Task prompt >> Read through the entries below and copy each line where "impl" turns up.

Material provided >>
---

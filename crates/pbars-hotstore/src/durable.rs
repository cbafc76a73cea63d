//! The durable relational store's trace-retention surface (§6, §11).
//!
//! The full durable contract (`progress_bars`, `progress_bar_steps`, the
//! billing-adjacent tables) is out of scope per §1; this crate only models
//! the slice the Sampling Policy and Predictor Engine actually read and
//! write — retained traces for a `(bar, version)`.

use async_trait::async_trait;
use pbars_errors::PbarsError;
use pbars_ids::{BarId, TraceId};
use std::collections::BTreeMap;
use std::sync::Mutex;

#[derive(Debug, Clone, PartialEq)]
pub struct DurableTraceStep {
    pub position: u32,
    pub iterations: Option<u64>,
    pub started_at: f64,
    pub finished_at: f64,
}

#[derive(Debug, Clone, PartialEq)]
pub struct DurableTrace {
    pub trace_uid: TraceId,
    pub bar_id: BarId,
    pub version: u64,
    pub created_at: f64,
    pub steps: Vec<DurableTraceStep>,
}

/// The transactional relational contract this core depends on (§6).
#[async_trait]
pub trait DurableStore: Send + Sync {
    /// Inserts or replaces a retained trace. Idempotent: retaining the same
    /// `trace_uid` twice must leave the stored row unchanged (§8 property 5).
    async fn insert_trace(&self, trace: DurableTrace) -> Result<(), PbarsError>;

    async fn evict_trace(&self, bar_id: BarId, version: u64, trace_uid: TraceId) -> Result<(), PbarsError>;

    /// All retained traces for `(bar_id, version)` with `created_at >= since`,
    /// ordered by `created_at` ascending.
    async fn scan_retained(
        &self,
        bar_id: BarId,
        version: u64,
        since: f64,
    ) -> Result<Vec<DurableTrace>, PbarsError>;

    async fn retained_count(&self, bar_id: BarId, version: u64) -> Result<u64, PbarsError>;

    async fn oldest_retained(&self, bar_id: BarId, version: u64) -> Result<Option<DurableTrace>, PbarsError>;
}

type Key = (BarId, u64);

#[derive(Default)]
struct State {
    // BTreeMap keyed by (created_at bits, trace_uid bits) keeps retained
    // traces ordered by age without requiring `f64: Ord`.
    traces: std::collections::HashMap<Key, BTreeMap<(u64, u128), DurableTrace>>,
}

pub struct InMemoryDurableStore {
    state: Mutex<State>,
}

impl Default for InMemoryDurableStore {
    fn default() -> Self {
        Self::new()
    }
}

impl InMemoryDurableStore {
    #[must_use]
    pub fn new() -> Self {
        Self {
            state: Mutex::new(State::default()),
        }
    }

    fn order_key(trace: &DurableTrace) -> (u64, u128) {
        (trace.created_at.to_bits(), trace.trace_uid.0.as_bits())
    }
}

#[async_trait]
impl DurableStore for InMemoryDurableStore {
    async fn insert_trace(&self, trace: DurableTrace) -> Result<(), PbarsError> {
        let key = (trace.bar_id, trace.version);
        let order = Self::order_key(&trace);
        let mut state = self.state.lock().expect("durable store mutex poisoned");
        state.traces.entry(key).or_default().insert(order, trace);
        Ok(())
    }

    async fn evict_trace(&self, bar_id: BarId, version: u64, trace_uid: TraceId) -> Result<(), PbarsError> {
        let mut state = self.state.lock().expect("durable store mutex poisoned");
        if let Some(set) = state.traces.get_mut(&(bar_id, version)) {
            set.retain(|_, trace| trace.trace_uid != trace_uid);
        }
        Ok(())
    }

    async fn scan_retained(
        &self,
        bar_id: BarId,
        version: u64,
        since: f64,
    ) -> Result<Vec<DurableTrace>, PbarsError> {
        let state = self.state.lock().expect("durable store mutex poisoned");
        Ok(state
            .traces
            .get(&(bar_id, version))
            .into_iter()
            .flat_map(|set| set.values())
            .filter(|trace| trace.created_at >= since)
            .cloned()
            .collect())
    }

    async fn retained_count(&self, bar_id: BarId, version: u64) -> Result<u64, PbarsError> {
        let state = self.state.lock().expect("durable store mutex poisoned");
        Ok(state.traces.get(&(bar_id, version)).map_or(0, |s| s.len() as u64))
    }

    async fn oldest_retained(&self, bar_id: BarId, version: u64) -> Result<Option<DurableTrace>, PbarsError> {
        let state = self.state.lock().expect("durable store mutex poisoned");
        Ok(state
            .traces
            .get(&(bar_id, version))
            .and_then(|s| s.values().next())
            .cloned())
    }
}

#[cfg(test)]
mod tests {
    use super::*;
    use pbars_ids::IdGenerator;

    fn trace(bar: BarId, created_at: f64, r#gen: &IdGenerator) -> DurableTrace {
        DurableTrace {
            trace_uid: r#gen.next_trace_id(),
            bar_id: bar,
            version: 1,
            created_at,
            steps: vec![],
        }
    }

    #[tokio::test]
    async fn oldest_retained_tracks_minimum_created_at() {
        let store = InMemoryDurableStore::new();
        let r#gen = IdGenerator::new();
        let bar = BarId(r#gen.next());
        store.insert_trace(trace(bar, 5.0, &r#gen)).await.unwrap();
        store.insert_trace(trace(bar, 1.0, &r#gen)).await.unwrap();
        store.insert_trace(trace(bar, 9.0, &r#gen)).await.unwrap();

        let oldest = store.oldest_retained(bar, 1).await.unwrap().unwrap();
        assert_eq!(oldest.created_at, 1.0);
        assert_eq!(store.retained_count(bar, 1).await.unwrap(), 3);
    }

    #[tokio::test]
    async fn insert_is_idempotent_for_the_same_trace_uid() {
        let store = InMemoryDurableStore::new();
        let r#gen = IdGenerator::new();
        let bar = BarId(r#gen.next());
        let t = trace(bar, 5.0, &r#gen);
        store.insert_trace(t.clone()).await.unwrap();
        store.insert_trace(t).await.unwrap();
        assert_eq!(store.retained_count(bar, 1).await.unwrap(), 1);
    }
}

---

Solved exercise >>
impl Default for InMemoryDurableStore {
impl InMemoryDurableStore {
impl DurableStore for InMemoryDurableStore {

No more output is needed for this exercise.